In any case, it seems that Paris has decided that together with its friendly partners, it should be prepared to parry such potential “threats”. In early April this year, French naval ships participated in the joint La Perouse exercise in the Bay of Bengal with India, the US, Japan, and Australia. The format of the exercise was described with the notable term QUAD Plus.

A month later, two French ships appeared in the Japanese port of Sasebo, in the area where triangular exercises were conducted (that is, involving units of Japan, France and the United States) to simulate repelling attempts to land “an enemy landing on remote Japanese islands.” The latter, in particular, means the uninhabited Senkaku/Diaoyu islands, possession of which is claimed by the PRC.

That is, this scenario had nothing to do with the issue of “freedom and inclusion”. And in the area of islands belonging to France, which are far away from the place of the exercise at the above-mentioned distance.

However, another month later, on the sidelines of the regular G7 summit in Britain, Japanese Prime Minister Yoshihide Suga, and French President Emmanuel Macron confirmed their intention to strengthen bilateral cooperation, including defense. This referred “to realize a free and open Indo-Pacific in view of an increasingly assertive China.”

As for the military intensification of Britain in IP, it is one of the practical consequences of the implementation of the document published in March of this year on the country’s security strategy for the next decade.
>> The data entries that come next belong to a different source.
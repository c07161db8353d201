//! Profile operations.

use chrono::Utc;
use sqlx::sqlite::SqliteRow;
use sqlx::Row;

use super::{bump_revision, Repository};
use crate::errors::AppError;
use crate::models::{CreateProfileRequest, Profile, Role};

impl Repository {
    /// List all profiles.
    pub async fn list_profiles(&self) -> Result<Vec<Profile>, AppError> {
        let rows = sqlx::query(
            "SELECT id, email, full_name, role, created_at FROM profiles ORDER BY email",
        )
        .fetch_all(&self.pool)
        .await?;

        Ok(rows.iter().map(profile_from_row).collect())
    }

    /// Get a profile by ID.
    pub async fn get_profile(&self, id: &str) -> Result<Option<Profile>, AppError> {
        let row = sqlx::query(
            "SELECT id, email, full_name, role, created_at FROM profiles WHERE id = ?",
        )
        .bind(id)
        .fetch_optional(&self.pool)
        .await?;

        Ok(row.as_ref().map(profile_from_row))
    }

    /// Create a profile. Duplicate emails are a conflict.
    pub async fn create_profile(&self, request: &CreateProfileRequest) -> Result<Profile, AppError> {
        let id = uuid::Uuid::new_v4().to_string();
        let now = Utc::now().to_rfc3339();
        let email = request.email.trim().to_lowercase();

        let mut tx = self.pool.begin().await?;
        sqlx::query(
            "INSERT INTO profiles (id, email, full_name, role, created_at) VALUES (?, ?, ?, ?, ?)",
        )
        .bind(&id)
        .bind(&email)
        .bind(&request.full_name)
        .bind(request.role.as_str())
        .bind(&now)
        .execute(&mut *tx)
        .await?;
        bump_revision(&mut *tx).await?;
        tx.commit().await?;

        Ok(Profile {
            id,
            email,
            full_name: request.full_name.clone(),
            role: request.role,
            created_at: now,
        })
    }

    /// Change a profile's role.
    pub async fn update_profile_role(&self, id: &str, role: Role) -> Result<Profile, AppError> {
        let mut tx = self.pool.begin().await?;
        let result = sqlx::query("UPDATE profiles SET role = ? WHERE id = ?")
            .bind(role.as_str())
            .bind(id)
            .execute(&mut *tx)
            .await?;

        if result.rows_affected() == 0 {
            return Err(AppError::NotFound(format!("Profile {} not found", id)));
        }

        bump_revision(&mut *tx).await?;
        tx.commit().await?;

        self.get_profile(id)
            .await?
            .ok_or_else(|| AppError::NotFound(format!("Profile {} not found", id)))
    }
}

fn profile_from_row(row: &SqliteRow) -> Profile {
    let role: String = row.get("role");
    Profile {
        id: row.get("id"),
        email: row.get("email"),
        full_name: row.get("full_name"),
        // Unknown stored roles get the least privilege.
        role: Role::from_str(&role).unwrap_or(Role::Viewer),
        created_at: row.get("created_at"),
    }
}
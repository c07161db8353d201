//! Database repository for CRUD operations.
//!
//! Uses prepared statements and transactions for data integrity. Domain operations live in the
//! sibling modules as further `impl Repository` blocks.

use sqlx::{Row, SqlitePool};

use crate::errors::AppError;
use crate::models::{DashboardSummary, RevisionInfo};
use crate::years::select_current_year;

/// Database repository for all data operations.
#[derive(Clone)]
pub struct Repository {
    pub(super) pool: SqlitePool,
}

impl Repository {
    pub fn new(pool: SqlitePool) -> Self {
        Self { pool }
    }

    pub fn pool(&self) -> &SqlitePool {
        &self.pool
    }

    /// Get the current revision ID.
    pub async fn get_revision_id(&self) -> Result<i64, AppError> {
        let row = sqlx::query("SELECT revision_id FROM meta WHERE id = 1")
            .fetch_one(&self.pool)
            .await?;
        Ok(row.get("revision_id"))
    }

    /// Get revision info.
    pub async fn get_revision_info(&self) -> Result<RevisionInfo, AppError> {
        let row = sqlx::query("SELECT revision_id, generated_at FROM meta WHERE id = 1")
            .fetch_one(&self.pool)
            .await?;
        Ok(RevisionInfo {
            revision_id: row.get("revision_id"),
            generated_at: row.get("generated_at"),
        })
    }

    /// Counts for the current academic year.
    pub async fn dashboard(&self) -> Result<DashboardSummary, AppError> {
        let year = select_current_year(&self.pool).await?;

        let students = sqlx::query(
            "SELECT COUNT(*) AS total, COUNT(sponsor_id) AS sponsored FROM students",
        )
        .fetch_one(&self.pool)
        .await?;
        let total_students: i64 = students.get("total");
        let sponsored_students: i64 = students.get("sponsored");

        let sponsors = sqlx::query(
            "SELECT COALESCE(SUM(status = 'active'), 0) AS active, COALESCE(SUM(status = 'inactive'), 0) AS inactive FROM sponsors",
        )
        .fetch_one(&self.pool)
        .await?;

        let mut summary = DashboardSummary {
            academic_year: year.as_ref().map(|y| y.year_name.clone()),
            total_students,
            sponsored_students,
            unsponsored_students: total_students - sponsored_students,
            active_sponsors: sponsors.get("active"),
            inactive_sponsors: sponsors.get("inactive"),
            ..Default::default()
        };

        let Some(year) = year else {
            return Ok(summary);
        };

        summary.exams_this_year =
            sqlx::query_scalar("SELECT COUNT(*) FROM exams WHERE academic_year = ?")
                .bind(&year.year_name)
                .fetch_one(&self.pool)
                .await?;

        let scores = sqlx::query(
            r#"SELECT COUNT(*) AS recorded,
                      COALESCE(SUM(r.score >= e.passing_score), 0) AS passed
               FROM exam_score_records r
               JOIN exam_scores s ON s.id = r.score_id
               JOIN exams e ON e.id = s.exam_id
               WHERE r.is_current_record = 1
                 AND e.academic_year = ?
                 AND r.did_not_sit = 0
                 AND r.score IS NOT NULL"#,
        )
        .bind(&year.year_name)
        .fetch_one(&self.pool)
        .await?;

        summary.scores_recorded = scores.get("recorded");
        summary.scores_passed = scores.get("passed");
        if summary.scores_recorded > 0 {
            summary.pass_rate =
                Some(summary.scores_passed as f64 / summary.scores_recorded as f64 * 100.0);
        }

        Ok(summary)
    }
}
One of its main provisions points to the need for a general shift (“bias”) in London’s foreign policy course precisely towards IP.

The first act of war on this course was the campaign to the Far East that began in May by a strike group led by the newest Queen Elizabeth aircraft carrier, accompanied by eight warships, including a US destroyer and a Dutch frigate. The squadron’s deck-based air group consists of ten “5th generation” F-35B fighters belonging to the US Marine Corps.

Passing the Mediterranean Sea, the Indian Ocean, the Strait of Malacca, the South China Sea, September 5, the squadron entered the Japanese port of Yokosuka, which is the permanent base of the US 7th Fleet. Further multilateral military exercises are planned incidentally, in the Okinawa area, that is very close to the same Senkaku/Diaoyu Islands and Taiwan.

The addressee of the message concluded in these events, first of all, fixed its receipt and, secondly, reacted to it in a somewhat skeptical way.

On its way home, the squadron will conduct joint exercises with the Indian Navy (in October). Apparently (and yet), in the Indian Ocean, not the South China Sea. This seems reasonable enough, bearing in mind the reluctance of both India and Britain to completely sever relations with the PRC.

On the whole, it remains unclear to the author why the both mentioned European countries need to concern themselves with problems on the other side of the globe so much (and probably quite costly). Why don’t people just sit at home?

It is no other than phantom pains haunting the same former metropolis of the recent British Empire “over which the sun did not set.” Although judging by the results of the recent elections in several constituencies and the Scottish Parliament, there are enough severe “raw places” in the United Kingdom to fully devote both the accumulated political energy and budgetary resources to cure them.

While meddling in IP’s problems only exacerbates their resolution, which increasingly depends on the state of relations in the China-Japan-India triangle of major Asian powers. It will be better for everyone if the “outside” players limit themselves to generating wise advice to the said trio.

Leaving it to its discretion to accept the said advice for consideration.

Vladimir Terekhov, expert on the issues of the Asia-Pacific region, exclusively for the online magazine “New Eastern Outlook”.